ICYMI: What’s New in SMB SaaS

ICYMI (in case you missed it) What’s New in SMB SaaS” is a periodic series on LSA Insider that curates and offers brief commentary on recent events related to the emerging SMB SaaS ecosystem that you may have overlooked. 


WeWork IPO on the Rocks

WeWork’s IPO woes do not appear to be abating. Tech Crunch reported this week that the co-working company’s sugar daddy SoftBank is urging WeWork to put the IPO on hold. This development wasn’t a big surprise to the LSA analyst team.

We covered this on a recent Above the Cloud podcast, where our analyst team voiced some skepticism over whether the IPO would ever get off the ground. You can catch that conversation here.

New Player in Payroll Raises Seed Round

Pento, a Danish startup in the SaaS payroll space, has raised $2.9 million in seed funding from PointNine Capital, Seedcamp and a number of angel investors. The company was founded by Jonas Bøgh Larsen (CEO) and Emil Hagbarth (CTO) in 2016. The company currently operates in Denmark, with plans to launch in the UK “soon”, according to its FAQs.

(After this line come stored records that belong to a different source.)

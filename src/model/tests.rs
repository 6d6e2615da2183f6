use super::*;

#[test]
fn primary_text_from_plain_string() {
    let m = Message::user("hello");
    assert_eq!(m.primary_text(), "hello");
}

#[test]
fn primary_text_concatenates_text_parts_and_skips_others() {
    let m = Message {
        role: Role::User,
        content: Content::Parts(vec![
            Part::Text { text: "a".into() },
            Part::ImageUrl {
                image_url: ImageRef { url: "data:...".into() },
            },
            Part::Text { text: "b".into() },
        ]),
    };
    assert_eq!(m.primary_text(), "ab");
}

#[test]
fn validation_result_fail_requires_nonempty_reasoning_by_debug_assert() {
    let r = ValidationResult::fail("bad shape");
    assert!(!r.valid);
    assert!(!r.reasoning.is_empty());
}

#[test]
fn retry_config_defaults_are_sane() {
    let cfg = RetryConfig::default();
    assert_eq!(cfg.max_attempts, 3);
    assert!(cfg.use_jitter);
    assert!(cfg.validate().is_ok());
}

#[test]
fn retry_config_rejects_tool_threshold_at_or_after_human_threshold() {
    let cfg = RetryConfig {
        max_attempts_before_tool_use: Some(3),
        max_attempts_before_human: Some(3),
        ..Default::default()
    };
    assert!(cfg.validate().is_err());

    let cfg_ok = RetryConfig {
        max_attempts_before_tool_use: Some(2),
        max_attempts_before_human: Some(3),
        ..Default::default()
    };
    assert!(cfg_ok.validate().is_ok());
}

#[test]
fn call_config_requires_exactly_one_of_messages_or_question() {
    let both = CallConfig {
        model: "openai/gpt-4o-mini".into(),
        messages: vec![Message::user("hi")],
        question: Some("hi".into()),
        response_format: None,
        temperature: None,
        max_tokens: None,
        stream: None,
        stop: None,
        validation: vec![],
        retry_config: RetryConfig::default(),
        mcp_config: None,
        wait_for_completion: true,
    };
    assert!(both.validate_shape().is_err());

    let neither = CallConfig {
        question: None,
        messages: vec![],
        ..both.clone()
    };
    assert!(neither.validate_shape().is_err());

    let ok = CallConfig {
        question: None,
        messages: vec![Message::user("hi")],
        ..both
    };
    assert!(ok.validate_shape().is_ok());
}

#[test]
fn call_config_rejects_empty_model() {
    let cfg = CallConfig {
        model: "  ".into(),
        messages: vec![Message::user("hi")],
        question: None,
        response_format: None,
        temperature: None,
        max_tokens: None,
        stream: None,
        stop: None,
        validation: vec![],
        retry_config: RetryConfig::default(),
        mcp_config: None,
        wait_for_completion: true,
    };
    assert!(cfg.validate_shape().is_err());
}

#[test]
fn task_status_transitions_follow_the_dag() {
    assert!(TaskStatus::Pending.can_transition_to(TaskStatus::Running));
    assert!(TaskStatus::Pending.can_transition_to(TaskStatus::Cancelled));
    assert!(TaskStatus::Running.can_transition_to(TaskStatus::Completed));
    assert!(TaskStatus::Running.can_transition_to(TaskStatus::Failed));
    assert!(TaskStatus::Running.can_transition_to(TaskStatus::Cancelled));
    assert!(!TaskStatus::Completed.can_transition_to(TaskStatus::Running));
    assert!(!TaskStatus::Pending.can_transition_to(TaskStatus::Completed));
}

#[test]
fn task_status_round_trips_through_display_and_from_str() {
    for s in [
        TaskStatus::Pending,
        TaskStatus::Running,
        TaskStatus::Completed,
        TaskStatus::Failed,
        TaskStatus::Cancelled,
    ] {
        let rendered = s.to_string();
        let parsed: TaskStatus = rendered.parse().unwrap();
        assert_eq!(parsed, s);
    }
}

#[test]
fn provider_response_primary_text_reads_first_choice() {
    let resp = ProviderResponse {
        id: "r1".into(),
        created_ts: 0.0,
        model: "cli/default".into(),
        choices: vec![Choice {
            index: 0,
            message: Message::user("ignored-role-but-text-read"),
            finish_reason: "stop".into(),
        }],
        usage: Usage::default(),
    };
    assert_eq!(resp.primary_text(), "ignored-role-but-text-read");
}

#[test]
fn validator_spec_deserializes_type_field_into_kind() {
    let spec: ValidatorSpec = serde_json::from_str(r#"{"type": "length", "params": {"min_length": 1}}"#).unwrap();
    assert_eq!(spec.kind, "length");
    assert_eq!(spec.params.get("min_length").unwrap(), 1);
}
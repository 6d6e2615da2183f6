//! Diagnostics (§4.8): classifies raw auth-adjacent errors into a fixed
//! category table and attaches remediation guidance. Never mutates
//! credentials; never alters retry control flow beyond what the retry
//! engine already does for `auth` errors.

use crate::errors::DiagnosticReport;
use crate::utils::http::default_http_client;
use chrono::Utc;
use std::sync::LazyLock;
use std::time::Duration;
use tracing::debug;

#[derive(Debug, Clone, Copy, PartialEq, Eq)]
pub enum DiagnosticCategory {
    JwtTimeValidation,
    ApiKeyInvalid,
    ApiKeyMissing,
    Permission,
    Quota,
    Network,
    Unknown,
}

impl DiagnosticCategory {
    fn label(self) -> &'static str {
        match self {
            Self::JwtTimeValidation => "JWT_TIME_VALIDATION",
            Self::ApiKeyInvalid => "API_KEY_INVALID",
            Self::ApiKeyMissing => "API_KEY_MISSING",
            Self::Permission => "PERMISSION",
            Self::Quota => "QUOTA",
            Self::Network => "NETWORK",
            Self::Unknown => "UNKNOWN",
        }
    }

    fn severity(self) -> &'static str {
        match self {
            Self::JwtTimeValidation | Self::ApiKeyInvalid | Self::ApiKeyMissing => "critical",
            Self::Permission | Self::Quota => "high",
            Self::Network => "medium",
            Self::Unknown => "unknown",
        }
    }

    fn likely_causes(self) -> Vec<&'static str> {
        match self {
            Self::JwtTimeValidation => vec![
                "local system clock is skewed relative to the provider's trusted time source",
                "a signed JWT's `iat`/`exp` claims were computed before a clock correction",
            ],
            Self::ApiKeyInvalid => vec!["the configured API key has been revoked or rotated", "the key belongs to a different provider/environment than the target model"],
            Self::ApiKeyMissing => vec!["the expected credential environment variable is unset"],
            Self::Permission => vec!["the credential lacks the scope/role required for this model or operation"],
            Self::Quota => vec!["the account has exhausted its rate limit or billing quota"],
            Self::Network => vec!["DNS resolution, TLS handshake, or connectivity to the provider failed"],
            Self::Unknown => vec!["the error did not match any known authentication failure pattern"],
        }
    }

    fn remediation(self) -> Vec<&'static str> {
        match self {
            Self::JwtTimeValidation => vec!["sync the system clock via NTP (e.g. `chronyc makestep` or `ntpdate`)", "retry once the clock is corrected"],
            Self::ApiKeyInvalid => vec!["verify the credential in the provider's dashboard", "rotate and re-deploy the API key"],
            Self::ApiKeyMissing => vec!["verify the expected environment variable is set before process start"],
            Self::Permission => vec!["grant the credential the required scope/role", "confirm the model is enabled for this account"],
            Self::Quota => vec!["wait for the quota window to reset", "request a quota increase from the provider"],
            Self::Network => vec!["check outbound network connectivity and DNS resolution", "verify any corporate proxy/firewall allows the provider's endpoint"],
            Self::Unknown => vec!["inspect the raw provider error message attached to this report"],
        }
    }
}

struct Pattern {
    category: DiagnosticCategory,
    needles: &'static [&'static str],
}

static PATTERN_TABLE: LazyLock<Vec<Pattern>> = LazyLock::new(|| {
    vec![
        Pattern {
            category: DiagnosticCategory::JwtTimeValidation,
            needles: &["jwt", "token is not yet valid", "token has expired", "clock skew", "iat claim", "nbf claim"],
        },
        Pattern {
            category: DiagnosticCategory::ApiKeyMissing,
            needles: &["api key not found", "no api key", "missing api key", "credential not configured", "api_key is required"],
        },
        Pattern {
            category: DiagnosticCategory::ApiKeyInvalid,
            needles: &["invalid api key", "incorrect api key", "invalid x-api-key", "unauthorized", "authentication failed", "invalid_api_key"],
        },
        Pattern {
            category: DiagnosticCategory::Permission,
            needles: &["permission denied", "forbidden", "insufficient permission", "does not have access"],
        },
        Pattern {
            category: DiagnosticCategory::Quota,
            needles: &["quota exceeded", "insufficient_quota", "billing", "exceeded your current quota"],
        },
        Pattern {
            category: DiagnosticCategory::Network,
            needles: &["connection refused", "dns", "could not resolve host", "timed out connecting", "network is unreachable"],
        },
    ]
});

fn classify(message: &str) -> DiagnosticCategory {
    let lower = message.to_lowercase();
    for pattern in PATTERN_TABLE.iter() {
        if pattern.needles.iter().any(|needle| lower.contains(needle)) {
            return pattern.category;
        }
    }
    DiagnosticCategory::Unknown
}

/// Compares the local clock to a trusted external time source (the `Date`
/// response header of an HTTPS request) and reports the drift in seconds.
/// Falls back to a "could not verify" note if the network is unavailable —
/// diagnostics never fail the outer `auth` error it is attached to.
async fn measure_clock_drift() -> Option<f64> {
    let client = default_http_client();
    let resp = tokio::time::timeout(Duration::from_secs(5), client.head("https://www.google.com").send())
        .await
        .ok()?
        .ok()?;
    let date_header = resp.headers().get("date")?.to_str().ok()?;
    let remote = chrono::DateTime::parse_from_rfc2822(date_header).ok()?;
    let local = Utc::now();
    Some((local - remote.with_timezone(&Utc)).num_milliseconds() as f64 / 1000.0)
}

/// `diagnose(error, config) -> DiagnosticReport` (§4.8). `config` is
/// currently unused by the classifier itself (the pattern table is
/// message-driven) but kept in the signature so future provider-specific
/// hints can refine classification without changing callers.
pub async fn diagnose(raw_message: &str, _model: &str) -> DiagnosticReport {
    let category = classify(raw_message);

    let mut detail = format!("{}: {}", category.label(), raw_message);
    if category == DiagnosticCategory::JwtTimeValidation {
        match measure_clock_drift().await {
            Some(drift_s) => {
                detail.push_str(&format!(" (measured clock drift: {drift_s:+.3}s against a trusted time source)"));
            }
            None => {
                debug!("could not measure clock drift: trusted time source unreachable");
                detail.push_str(" (clock drift could not be measured: trusted time source unreachable)");
            }
        }
    }

    DiagnosticReport {
        category: category.label().to_string(),
        severity: category.severity().to_string(),
        likely_causes: category.likely_causes().into_iter().map(str::to_string).collect(),
        remediation: category.remediation().into_iter().map(str::to_string).collect(),
        detail,
    }
}

#[cfg(test)]
mod tests;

So what does Pento bring to the table that Gusto and about a thousand other SaaS payroll players don’t already offer? Most of Pento’s messaging pits it against spreadsheets and manual processes vs other payroll processors. The company has so far acquired just 800 of Denmark’s 221,000 small businesses. While Pento lists the likes of Payfit and Xero Payroll among its competitors,  manual business processes will likely remain its biggest source of competition for some time to come.

As an aside, we should keep an eye on Demark as a source of technology innovati0n. In 2017, the nation of 5.7 million people reached No. 6 on this list of countries deemed most hospitable to entrepreneurship.

Indian Accounting App OkCredit Raises $67 Million

Meanwhile, in India, a nation of 1.4 billion people, OkCredit, purveyor of a popular mobile accounting app for micro and small businesses, has raised $67 million in a Series B round to continue developing its platform. The latest round, led by Lightspeed and Tiger Global, brings OkCredit’s fundraising total to $83 million, according to TechCrunch.

The OkCredit app allows Indian businesses to track purchases and sales in real-time and receive free text updates on business activity. The company claims a current customer base of 5 million SMBs across 2,000 Indian cities. According to a 2017 KPMG study, there are 51 million SMBs in India, other reports place the number over 60 million. This means OkCredit has already penetrated between 8% and 10% of India’s massive SMB market. That’s an impressive start for the company, which launched the app less than two years ago.

One that that seemed to appeal most to investors in the viral nature of the app’s success.

“OkCredit represents a rare breed of companies that are discovering digital and viral growth in a market where traditionally feet-on-street was the only acquisition strategy,” Lightspeed partner Harsha Kumar said, according to the Times of India.

Why did Square’s stock tank in August?

Square had a tough August, with its share price falling by more than 20% following the release of its Q2 earnings. What’s interesting is that the company’s Q2 results were pretty solid, delivering a 46% rise in adjusted revenue and a 62% increase in adjusted earnings per share to $0.21, according to the Motley Fool. Square recent woes stand in contrast to how rival Shopify has been performing (today’s results notwithstanding).

The most immediate issue seems to be that Square’s Q3 guidance is a bit soft, with revenue and EPS guidance slightly below analyst expectations.

Is there more to it? Are there deeper doubts about Square? It seems there are.

An article in The Street today argued that Square’s rate of growth is slowing, which may signal some investors to begin looking elsewhere. Also, the article suggested that as investors look ahead to a possible economic slowdown, there will be a retreat from “momentum stocks” in favor of value stocks.

Barron’s piled on a bit yesterday, arguing that PayPal is a safer bet than Square.

PayPal Holding ’s recent fall is a good opportunity to buy the shares of a “payments juggernaut” that continues to deliver impressive growth in total payments volume and torrid user growth, Canacord Genuity’s Josef Vafi said in a note initiating coverage on the payments company.

Its competitor Square , meanwhile, has created “some of the most competitive payments products available for both the merchant and the consumer,” he wrote, but said the increased competition it faces warrants a Neutral rating.

Over at CNBC, “Mad Money” host Jim Cramer was a little more upbeat.

“Square’s fundamentals are sound, so it’s a broken stock, not a broken company, which means you can absolutely buy this one into weakness,” Cramer said. “Worst case? It goes down some more and the stock gets even cheaper.”